* **Data shown**
impl RecordingSessions {

    /// Queue a command returned on the next pump of the session.
    pub fn push_command(&self, session: SessionId, command: SessionCommand) {
        lock(&self.incoming).entry(session).or_default().push_back(command);
    }

    /// All updates delivered to a session so far.
    pub fn sent(&self, session: SessionId) -> Vec<Outgoing> {
        lock(&self.sent).get(&session).cloned().unwrap_or_default()
    }

    pub fn pumps(&self) -> usize {
        self.pumps.load(Ordering::Relaxed)
    }

}

impl Sessions for RecordingSessions {

    fn pump(&self, session: SessionId, _diff_ms: u32) -> Vec<SessionCommand> {
        self.pumps.fetch_add(1, Ordering::Relaxed);
        lock(&self.incoming).get_mut(&session).map(|queue| queue.drain(..).collect()).unwrap_or_default()
    }

    fn send(&self, session: SessionId, updates: &[Outgoing]) {
        lock(&self.sent).entry(session).or_default().extend_from_slice(updates);
    }

}


/// Rules with configurable spawn group conditions, pools and weather.
#[derive(Debug, Default)]
pub struct MemoryRules {
    conditions: Mutex<HashMap<u32, bool>>,
    /// Pooled spawns currently not spawned by their pool.
    pool_despawned: Mutex<HashSet<(SpawnKind, u64)>>,
    pool_updates: Mutex<Vec<(u32, SpawnKind, u64)>>,
    weather: Mutex<HashMap<u32, (WeatherState, f32)>>,
}

impl MemoryRules {

    pub fn set_condition(&self, group_id: u32, met: bool) {
        lock(&self.conditions).insert(group_id, met);
    }

    pub fn set_pool_spawned(&self, kind: SpawnKind, spawn_id: u64, spawned: bool) {
        let mut despawned = lock(&self.pool_despawned);
        if spawned {
            despawned.remove(&(kind, spawn_id));
        } else {
            despawned.insert((kind, spawn_id));
        }
    }

    pub fn pool_updates(&self) -> Vec<(u32, SpawnKind, u64)> {
        lock(&self.pool_updates).clone()
    }

    /// Queue a weather change, returned on the next weather update of the zone.
    pub fn set_weather(&self, zone_id: u32, weather: WeatherState, grade: f32) {
        lock(&self.weather).insert(zone_id, (weather, grade));
    }

}

impl Rules for MemoryRules {

    fn spawn_group_condition(&self, _map: MapKey, group_id: u32) -> bool {
        lock(&self.conditions).get(&group_id).copied().unwrap_or(true)
    }

    fn pool_spawned(&self, _map: MapKey, _pool_id: u32, kind: SpawnKind, spawn_id: u64) -> bool {
        !lock(&self.pool_despawned).contains(&(kind, spawn_id))
    }

    fn update_pool(&self, _map: MapKey, pool_id: u32, kind: SpawnKind, spawn_id: u64) -> bool {
        lock(&self.pool_updates).push((pool_id, kind, spawn_id));
        true
    }

    fn update_weather(&self, _map: MapKey, zone_id: u32, _diff_ms: u32) -> Option<(WeatherState, f32)> {
        lock(&self.weather).remove(&zone_id)
    }

}


/// All in-memory collaborators, with typed handles kept for inspection.
#[derive(Debug, Clone)]
pub struct MemoryContext {
    pub store: Arc<MemoryStore>,
    pub terrain: Arc<FlatTerrain>,
    pub combat: Arc<RecordingCombat>,
    pub phases: Arc<RecordingPhases>,
    pub sessions: Arc<RecordingSessions>,
    pub rules: Arc<MemoryRules>,
}

impl Default for MemoryContext {
    fn default() -> Self {
        Self::new()
    }
}

impl MemoryContext {

    pub fn new() -> Self {
        Self {
            store: Arc::new(MemoryStore::new()),
            terrain: Arc::new(FlatTerrain::new(1)),
            combat: Arc::new(RecordingCombat::default()),
            phases: Arc::new(RecordingPhases::default()),
            sessions: Arc::new(RecordingSessions::default()),
            rules: Arc::new(MemoryRules::default()),
        }
    }

    /// The map context using these collaborators.
    pub fn context(&self) -> MapContext {
        MapContext {
            persistence: self.store.clone(),
            terrain: self.terrain.clone(),
            combat: self.combat.clone(),
            phases: self.phases.clone(),
            sessions: self.sessions.clone(),
            rules: self.rules.clone(),
        }
    }

}
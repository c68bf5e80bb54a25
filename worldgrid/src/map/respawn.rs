//! Respawn management of a map: persisted respawn records, eligibility checks and the
//! processing of due respawns.

use tracing::{debug, error, instrument, trace, warn};

use crate::config::WEEK;
use crate::coord::GridCoord;
use crate::context::PersistenceError;
use crate::entity::EntityData;
use crate::respawn::RespawnRecord;
use crate::spawn::{SpawnData, SpawnGroupFlags, SpawnKind};

use super::{Map, MapError, MapEvent};


/// Outcome of the eligibility check of a due respawn.
#[derive(Debug, Clone, Copy, PartialEq, Eq)]
enum RespawnCheck {
    /// The spawn can be materialized.
    Eligible,
    /// The record is removed without respawning.
    Delete,
    /// The respawn is gated by another spawn, check again at the given time.
    Reschedule(u64),
}


impl Map {

    /// Load the persisted respawn records of this map, records of unknown spawns are
    /// deleted from the store.
    pub(super) fn load_respawn_times(&mut self) {

        let records = match self.ctx.persistence.load_respawns(self.key) {
            Ok(records) => records,
            Err(PersistenceError::Unsupported) => return,
            Err(e) => {
                warn!("failed to load respawn times of map {}: {e}", self.key.map_id);
                return;
            }
        };

        for record in records {
            if self.ctx.persistence.spawn_data(record.kind, record.spawn_id).is_none() {
                error!("respawn time of unknown spawn {:?} {} in map {}, discarded", record.kind, record.spawn_id, self.key.map_id);
                self.delete_respawn_from_store(record.kind, record.spawn_id);
                continue;
            }
            self.add_respawn_info(record);
        }

        debug!("loaded {} respawn times in map {}", self.respawns.len(), self.key.map_id);

    }

    /// Add a respawn record in memory only. A pending record of the same spawn is kept if
    /// it is due earlier, in which case false is returned.
    pub fn add_respawn_info(&mut self, record: RespawnRecord) -> bool {

        if !record.kind.has_respawns() {
            return false;
        }

        let inserted = self.respawns.insert(record);
        if !inserted {
            trace!("respawn of {:?} {} at {} rejected, an earlier respawn is pending", record.kind, record.spawn_id, record.due);
        }

        inserted

    }

    /// Schedule a respawn and persist it, a zero due time removes the pending respawn.
    pub fn save_respawn_time(&mut self, record: RespawnRecord) -> bool {

        if record.due == 0 {
            self.remove_respawn_time(record.kind, record.spawn_id, true);
            return false;
        }

        if !self.add_respawn_info(record) {
            return false;
        }

        self.persist_respawn(&record);
        true

    }

    /// Schedule the respawn of a spawn after the given delay in seconds.
    pub fn schedule_respawn(&mut self, kind: SpawnKind, spawn_id: u64, delay: u64) -> Result<bool, MapError> {

        let data = self.ctx.persistence.spawn_data(kind, spawn_id)
            .ok_or(MapError::UnknownSpawn { kind, spawn_id })?;

        let grid = data.grid().ok_or(MapError::InvalidCoord { x: data.position.pos.x, y: data.position.pos.y })?;

        Ok(self.save_respawn_time(RespawnRecord {
            kind,
            spawn_id,
            entry: data.entry,
            due: self.now() + delay,
            grid_id: grid.id(),
        }))

    }

    /// The pending respawn of a spawn.
    #[inline]
    pub fn respawn_time(&self, kind: SpawnKind, spawn_id: u64) -> Option<&RespawnRecord> {
        self.respawns.get(kind, spawn_id)
    }

    #[inline]
    pub fn respawn_count(&self) -> usize {
        self.respawns.len()
    }

    /// Pending respawns in due order.
    pub fn respawn_records(&self) -> impl Iterator<Item = &RespawnRecord> + '_ {
        self.respawns.iter()
    }

    /// Remove a pending respawn, optionally deleting it from the store.
    pub fn remove_respawn_time(&mut self, kind: SpawnKind, spawn_id: u64, delete_from_store: bool) -> Option<RespawnRecord> {
        let record = self.respawns.remove(kind, spawn_id);
        if delete_from_store && record.is_some() {
            self.delete_respawn_from_store(kind, spawn_id);
        }
        record
    }

    /// Force a pending respawn to be due now, return false if there is none.
    pub fn respawn(&mut self, kind: SpawnKind, spawn_id: u64) -> bool {

        let now = self.now();
        match self.respawns.get(kind, spawn_id) {
            Some(record) if record.due > now => {}
            _ => return false,
        }

        self.respawns.reschedule(kind, spawn_id, now);
        if let Some(record) = self.respawns.get(kind, spawn_id).copied() {
            self.persist_respawn(&record);
        }

        true

    }

    /// The respawn time of the spawn gating the respawn of the given one, zero if none.
    pub fn linked_respawn_time(&self, kind: SpawnKind, spawn_id: u64) -> u64 {
        self.ctx.persistence.linked_respawn(kind, spawn_id)
            .and_then(|(linked_kind, linked_id)| self.respawns.get(linked_kind, linked_id))
            .map_or(0, |record| record.due)
    }

    fn persist_respawn(&self, record: &RespawnRecord) {
        match self.ctx.persistence.save_respawn(self.key, record) {
            Ok(()) | Err(PersistenceError::Unsupported) => {}
            Err(e) => warn!("failed to save respawn time of {:?} {}: {e}", record.kind, record.spawn_id),
        }
    }

    fn delete_respawn_from_store(&self, kind: SpawnKind, spawn_id: u64) {
        match self.ctx.persistence.delete_respawn(self.key, kind, spawn_id) {
            Ok(()) | Err(PersistenceError::NotFound | PersistenceError::Unsupported) => {}
            Err(e) => warn!("failed to delete respawn time of {kind:?} {spawn_id}: {e}"),
        }
    }

    fn check_respawn(&mut self, record: &RespawnRecord, data: &SpawnData) -> RespawnCheck {

        if !self.is_spawn_group_active(data.group_id) {
            return RespawnCheck::Delete;
        }

        let escort = self.config.dynamic_escort_respawn && (data.escort || self.spawn_groups.get(&data.group_id)
            .is_some_and(|group| group.flags.contains(SpawnGroupFlags::ESCORT_QUEST_NPC)));

        // Escort NPCs may respawn while all other copies are being escorted.
        let exists = self.entities_by_spawn(record.kind, record.spawn_id)
            .filter_map(|id| self.entities.get(&id))
            .filter(|entity| entity.private_owner.is_none())
            .any(|entity| match &entity.data {
                EntityData::Creature(creature) => creature.alive && !(escort && creature.escorted),
                _ => true,
            });

        if exists {
            return RespawnCheck::Delete;
        }

        let linked_time = self.linked_respawn_time(record.kind, record.spawn_id);
        if linked_time != 0 {
            let now = self.now();
            let due = if linked_time == u64::MAX {
                linked_time
            } else if self.ctx.persistence.linked_respawn(record.kind, record.spawn_id) == Some((record.kind, record.spawn_id)) {
                // Never respawn, but keep the record queryable.
                now + WEEK
            } else {
                now.max(linked_time) + self.rand.next_range(5, 15) as u64
            };
            return RespawnCheck::Reschedule(due);
        }

        RespawnCheck::Eligible

    }

    /// Process every due respawn in due order. Respawns of a grid that is not loaded
    /// stay pending, the grid loader spawns them when the grid loads.
    #[instrument(skip_all)]
    pub(super) fn process_respawns(&mut self) {

        let now = self.now();
        for (kind, spawn_id) in self.respawns.due(now) {

            let Some(record) = self.respawns.get(kind, spawn_id).copied() else {
                continue;
            };

            if record.due == 0 {
                self.remove_respawn_time(kind, spawn_id, true);
                continue;
            }

            let Some(data) = self.ctx.persistence.spawn_data(kind, spawn_id) else {
                error!("respawn time of unknown spawn {kind:?} {spawn_id} in map {}, discarded", self.key.map_id);
                self.remove_respawn_time(kind, spawn_id, true);
                continue;
            };

            if let Some(pool_id) = data.pool_id {
                if self.ctx.rules.update_pool(self.key, pool_id, kind, spawn_id) {
                    self.remove_respawn_time(kind, spawn_id, true);
                }
                continue;
            }

            match self.check_respawn(&record, &data) {
                RespawnCheck::Eligible => {

                    let loaded = GridCoord::from_id(record.grid_id)
                        .is_some_and(|grid| self.is_grid_loaded(grid));

                    if !loaded {
                        trace!("respawn of {kind:?} {spawn_id} pending, grid {} not loaded", record.grid_id);
                        continue;
                    }

                    self.remove_respawn_time(kind, spawn_id, true);
                    match self.spawn_from_data(&data) {
                        Some(id) => self.push_event(MapEvent::Respawned { kind, spawn_id, id }),
                        None => debug!("failed to respawn {kind:?} {spawn_id} in map {}", self.key.map_id),
                    }

                }
                RespawnCheck::Delete => {
                    self.remove_respawn_time(kind, spawn_id, true);
                }
                RespawnCheck::Reschedule(due) => {
                    debug_assert!(due > now, "respawn rescheduled in the past");
                    self.respawns.reschedule(kind, spawn_id, due);
                    if let Some(record) = self.respawns.get(kind, spawn_id).copied() {
                        self.persist_respawn(&record);
                    }
                }
            }

        }

    }

}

* **Task objective**
Gather each line of the listing containing the word "MemoryStore" and show it.

* **Answer to the problem**
    pub store: Arc<MemoryStore>,
            store: Arc::new(MemoryStore::new()),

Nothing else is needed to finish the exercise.